*** Opening of RECORDED DATA ***

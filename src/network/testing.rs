//! In-memory transport for unit tests.

use std::io::IoSlice;
use std::net::{Ipv4Addr, SocketAddr};
use std::sync::atomic::{AtomicBool, AtomicU64, Ordering};
use std::sync::Arc;

use async_trait::async_trait;
use parking_lot::Mutex;

use super::{Connection, Transport};
use crate::service::{ServerConfig, ShutdownNotifier};
use crate::{AppError, AppResult};

static NEXT_TEST_CONNECTION_ID: AtomicU64 = AtomicU64::new(1);

#[derive(Debug, Default)]
pub(crate) struct MemorySink {
    written: Mutex<Vec<Vec<u8>>>,
    fail: AtomicBool,
    disconnected: AtomicBool,
}

impl MemorySink {
    pub(crate) fn written(&self) -> Vec<Vec<u8>> {
        self.written.lock().clone()
    }

    pub(crate) fn fail_writes(&self) {
        self.fail.store(true, Ordering::SeqCst);
    }

    pub(crate) fn is_disconnected(&self) -> bool {
        self.disconnected.load(Ordering::SeqCst)
    }
}

#[derive(Debug)]
pub(crate) struct MemoryTransport {
    sink: Arc<MemorySink>,
}

#[async_trait]
impl Transport for MemoryTransport {
    async fn prepare(&self) -> AppResult<()> {
        Ok(())
    }

    async fn read(&self, _conn: &Connection, _buf: &mut [u8]) -> AppResult<usize> {
        Err(AppError::Shutdown)
    }

    async fn writev(&self, iov: &[IoSlice<'_>], total_len: usize) -> AppResult<usize> {
        if self.sink.fail.load(Ordering::SeqCst) {
            return Err(AppError::DetailedIo("broken pipe".into()));
        }
        let message: Vec<u8> = iov.iter().flat_map(|s| s.iter().copied()).collect();
        assert_eq!(message.len(), total_len);
        self.sink.written.lock().push(message);
        Ok(total_len)
    }

    async fn disconnect(&self) {
        self.sink.disconnected.store(true, Ordering::SeqCst);
    }
}

pub(crate) fn test_config() -> ServerConfig {
    let mut config = ServerConfig::default();
    config.work_pool.capacity = 64;
    config.session.max_async_ids = 64;
    config
}

pub(crate) fn memory_connection(config: &ServerConfig) -> (Arc<Connection>, Arc<MemorySink>) {
    let sink = Arc::new(MemorySink::default());
    let transport = MemoryTransport { sink: sink.clone() };
    let conn = Connection::new(
        NEXT_TEST_CONNECTION_ID.fetch_add(1, Ordering::Relaxed),
        SocketAddr::from((Ipv4Addr::LOCALHOST, 50000)),
        Box::new(transport),
        config,
        ShutdownNotifier::new().subscribe(),
    );
    (Arc::new(conn), sink)
}

pub(crate) fn test_connection() -> Arc<Connection> {
    memory_connection(&test_config()).0
}
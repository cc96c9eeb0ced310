use crate::request::{Smb2Command, Smb2Header};

/// How a request holds the connection's serialization lock.
#[derive(Debug, Clone, Copy, PartialEq, Eq)]
pub enum LockMode {
    /// read-only request, may overlap other shared requests
    Shared,
    /// mutating request, runs alone on the connection
    Exclusive,
}

/// Read-only only when the command stands alone in its message; a chained
/// message is always exclusive even if every command in it reads.
pub fn lock_mode_for(command: Smb2Command, compounded: bool) -> LockMode {
    if compounded {
        return LockMode::Exclusive;
    }
    match command {
        Smb2Command::Read
        | Smb2Command::QueryDirectory
        | Smb2Command::QueryInfo
        | Smb2Command::OplockBreak
        | Smb2Command::Echo => LockMode::Shared,
        _ => LockMode::Exclusive,
    }
}

/// Classifies a raw request buffer. Anything that does not parse as an SMB2
/// header is treated as mutating.
pub fn classify_request(request: &[u8]) -> LockMode {
    match Smb2Header::peek(request) {
        Ok(header) => lock_mode_for(header.command, header.is_compounded()),
        Err(_) => LockMode::Exclusive,
    }
}

#[cfg(test)]
mod tests {
    use super::*;
    use crate::request::SMB2_HEADER_SIZE;
    use bytes::BytesMut;
    use rstest::rstest;

    #[rstest]
    #[case(Smb2Command::Read, LockMode::Shared)]
    #[case(Smb2Command::QueryDirectory, LockMode::Shared)]
    #[case(Smb2Command::QueryInfo, LockMode::Shared)]
    #[case(Smb2Command::OplockBreak, LockMode::Shared)]
    #[case(Smb2Command::Echo, LockMode::Shared)]
    #[case(Smb2Command::Write, LockMode::Exclusive)]
    #[case(Smb2Command::Create, LockMode::Exclusive)]
    #[case(Smb2Command::SetInfo, LockMode::Exclusive)]
    #[case(Smb2Command::Negotiate, LockMode::Exclusive)]
    #[case(Smb2Command::SessionSetup, LockMode::Exclusive)]
    #[case(Smb2Command::ChangeNotify, LockMode::Exclusive)]
    #[case(Smb2Command::Cancel, LockMode::Exclusive)]
    fn test_single_command(#[case] command: Smb2Command, #[case] expected: LockMode) {
        assert_eq!(lock_mode_for(command, false), expected);
    }

    #[rstest]
    #[case(Smb2Command::Read)]
    #[case(Smb2Command::QueryInfo)]
    #[case(Smb2Command::Echo)]
    #[case(Smb2Command::Write)]
    fn test_compounded_is_exclusive(#[case] command: Smb2Command) {
        assert_eq!(lock_mode_for(command, true), LockMode::Exclusive);
    }

    #[test]
    fn test_classify_raw_buffers() {
        let mut read = BytesMut::new();
        Smb2Header {
            credit_charge: 1,
            command: Smb2Command::Read,
            credit_request: 1,
            flags: 0,
            next_command: 0,
            message_id: 7,
        }
        .encode(0, &mut read);
        assert_eq!(classify_request(&read), LockMode::Shared);

        assert_eq!(classify_request(&[0u8; SMB2_HEADER_SIZE]), LockMode::Exclusive);
        assert_eq!(classify_request(&[]), LockMode::Exclusive);
    }
}
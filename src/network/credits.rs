use crate::{AppError, AppResult};

/// Flow-control allowance granted to the client. Lives behind the
/// connection's credit lock; `0 <= total <= max` holds after every call.
#[derive(Debug, Clone, PartialEq, Eq)]
pub struct Credits {
    total: u16,
    max: u16,
}

impl Credits {
    /// a fresh connection may send exactly one request (the negotiate)
    pub fn new(max: u16) -> Self {
        Credits {
            total: 1.min(max),
            max,
        }
    }

    pub fn total(&self) -> u16 {
        self.total
    }

    pub fn max(&self) -> u16 {
        self.max
    }

    /// Grants up to `requested` credits, clamped to the headroom left below
    /// `max`. Returns the number actually granted.
    pub fn grant(&mut self, requested: u16) -> u16 {
        let granted = requested.min(self.max - self.total);
        self.total += granted;
        granted
    }

    /// Charges a request against the allowance.
    pub fn consume(&mut self, charge: u16) -> AppResult<()> {
        if charge > self.total {
            return Err(AppError::InvalidOperation(format!(
                "credit charge {} exceeds available {}",
                charge, self.total
            )));
        }
        self.total -= charge;
        Ok(())
    }

    pub fn set_max(&mut self, max: u16) {
        self.max = max;
        self.total = self.total.min(max);
    }
}
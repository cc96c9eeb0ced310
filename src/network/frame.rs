use crate::{AppError, AppResult};

pub const SESSION_HEADER_SIZE: usize = 4;

/// NetBIOS-style session message types seen on port 445.
#[derive(Debug, Clone, Copy, PartialEq, Eq)]
pub enum SessionMessageType {
    SessionMessage,
    KeepAlive,
    Other(u8),
}

impl From<u8> for SessionMessageType {
    fn from(value: u8) -> Self {
        match value {
            0x00 => SessionMessageType::SessionMessage,
            0x85 => SessionMessageType::KeepAlive,
            other => SessionMessageType::Other(other),
        }
    }
}

/// The 4 byte prefix in front of every message: a type byte and a 24 bit
/// big-endian length.
#[derive(Debug, Clone, Copy, PartialEq, Eq)]
pub struct SessionHeader {
    pub kind: SessionMessageType,
    pub length: usize,
}

impl SessionHeader {
    pub fn parse(raw: [u8; SESSION_HEADER_SIZE], max_message_size: usize) -> AppResult<Self> {
        let kind = SessionMessageType::from(raw[0]);
        let length = u32::from_be_bytes([0, raw[1], raw[2], raw[3]]) as usize;
        if length > max_message_size {
            return Err(AppError::MalformedProtocol(format!(
                "message of length {} is too large, limit {}",
                length, max_message_size
            )));
        }
        Ok(SessionHeader { kind, length })
    }

    pub fn encode(length: usize) -> AppResult<[u8; SESSION_HEADER_SIZE]> {
        if length > crate::service::MAX_STREAM_PROT_LEN {
            return Err(AppError::InvalidValue(format!(
                "response of length {} does not fit a session header",
                length
            )));
        }
        let be = (length as u32).to_be_bytes();
        Ok([0x00, be[1], be[2], be[3]])
    }
}
use std::collections::BTreeSet;

use parking_lot::Mutex;
use tracing::warn;

use crate::{AppError, AppResult};

/// Hands out the lowest free identifier in `[start, start + capacity)`.
#[derive(Debug)]
pub struct IdAllocator {
    name: &'static str,
    start: u64,
    capacity: u64,
    inner: Mutex<IdState>,
}

#[derive(Debug, Default)]
struct IdState {
    /// first id never handed out so far
    next_fresh: u64,
    /// released ids below `next_fresh`
    free: BTreeSet<u64>,
    in_use: u64,
}

impl IdAllocator {
    pub fn new(name: &'static str, start: u64, capacity: u64) -> Self {
        IdAllocator {
            name,
            start,
            capacity,
            inner: Mutex::new(IdState {
                next_fresh: start,
                ..Default::default()
            }),
        }
    }

    pub fn acquire(&self) -> AppResult<u64> {
        let mut state = self.inner.lock();
        if let Some(id) = state.free.pop_first() {
            state.in_use += 1;
            return Ok(id);
        }
        if state.next_fresh - self.start >= self.capacity {
            return Err(AppError::IdExhausted(format!(
                "{}: all {} ids in use",
                self.name, self.capacity
            )));
        }
        let id = state.next_fresh;
        state.next_fresh += 1;
        state.in_use += 1;
        Ok(id)
    }

    pub fn release(&self, id: u64) {
        let mut state = self.inner.lock();
        if id < self.start || id >= state.next_fresh || state.free.contains(&id) {
            warn!("{}: release of id {} that is not held", self.name, id);
            return;
        }
        state.free.insert(id);
        state.in_use -= 1;

        // fold the tail back so a drained allocator is compact again
        while state.next_fresh > self.start {
            let last = state.next_fresh - 1;
            if !state.free.remove(&last) {
                break;
            }
            state.next_fresh = last;
        }
    }

    pub fn in_use(&self) -> u64 {
        self.inner.lock().in_use
    }

    pub fn capacity(&self) -> u64 {
        self.capacity
    }
}

#[cfg(test)]
mod tests {
    use super::*;

    #[test]
    fn test_lowest_free_id_first() -> AppResult<()> {
        let ida = IdAllocator::new("test", 1, 8);
        assert_eq!(ida.acquire()?, 1);
        assert_eq!(ida.acquire()?, 2);
        assert_eq!(ida.acquire()?, 3);
        ida.release(2);
        assert_eq!(ida.acquire()?, 2);
        assert_eq!(ida.acquire()?, 4);
        Ok(())
    }

    #[test]
    fn test_exhaust_and_recover() -> AppResult<()> {
        let ida = IdAllocator::new("test", 1, 4);
        let ids: Vec<u64> = (0..4).map(|_| ida.acquire()).collect::<AppResult<_>>()?;
        assert!(matches!(ida.acquire(), Err(AppError::IdExhausted(_))));

        for id in ids {
            ida.release(id);
        }
        assert_eq!(ida.in_use(), 0);
        for _ in 0..4 {
            ida.acquire()?;
        }
        assert!(ida.acquire().is_err());
        Ok(())
    }

    #[test]
    fn test_released_tail_folds_back() -> AppResult<()> {
        let ida = IdAllocator::new("test", 1, 8);
        for _ in 0..5 {
            ida.acquire()?;
        }
        ida.release(4);
        ida.release(1);
        ida.release(5);
        {
            let state = ida.inner.lock();
            assert_eq!(state.next_fresh, 4);
            assert_eq!(state.free.iter().copied().collect::<Vec<_>>(), vec![1]);
        }
        ida.release(3);
        ida.release(2);
        {
            let state = ida.inner.lock();
            assert_eq!(state.next_fresh, 1);
            assert!(state.free.is_empty());
        }
        assert_eq!(ida.in_use(), 0);
        assert_eq!(ida.acquire()?, 1);
        Ok(())
    }

    #[test]
    fn test_double_release_ignored() -> AppResult<()> {
        let ida = IdAllocator::new("test", 1, 2);
        let a = ida.acquire()?;
        let _b = ida.acquire()?;
        ida.release(a);
        ida.release(a);
        ida.release(99);
        assert_eq!(ida.in_use(), 1);

        // only one slot came back, not two
        ida.acquire()?;
        assert!(ida.acquire().is_err());
        Ok(())
    }
}
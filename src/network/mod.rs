//! Network Module Implementation
//!
//! Everything between the accepted socket and a request buffer ready for
//! dispatch.
//!
//! # Components
//!
//! - `Connection`: per-client state, status machine, credits, request lists
//!   and the serialization lock
//! - `Transport`: the pluggable byte-stream carrier, TCP being the only one
//! - `VectoredReader`: exact-length scatter-gather reads with the transient
//!   error handling
//! - `SessionHeader`: the 4 byte length prefix of every message
//! - `ConnectionRegistry`: the table of live connections

pub use connection::{
    Connection, ConnectionStats, PendingRequest, RequestGuard, SecurityContext,
};
pub use credits::Credits;
pub use frame::{SessionHeader, SessionMessageType, SESSION_HEADER_SIZE};
pub use registry::ConnectionRegistry;
pub use status::ConnectionStatus;
pub use transport::{TcpTransport, Transport};
pub use vectored::{RecvVectored, TcpReceiver, VectoredReader};

mod connection;
mod credits;
mod frame;
mod registry;
mod status;
mod transport;
mod vectored;

#[cfg(test)]
pub(crate) mod testing;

*** Close of RECORDED DATA ***

EXERCISE DETAILS
Filter the entries down to the lines with the word "mutating" in them, and copy those lines.

ANSWER BOX
    /// mutating request, runs alone on the connection
/// header is treated as mutating.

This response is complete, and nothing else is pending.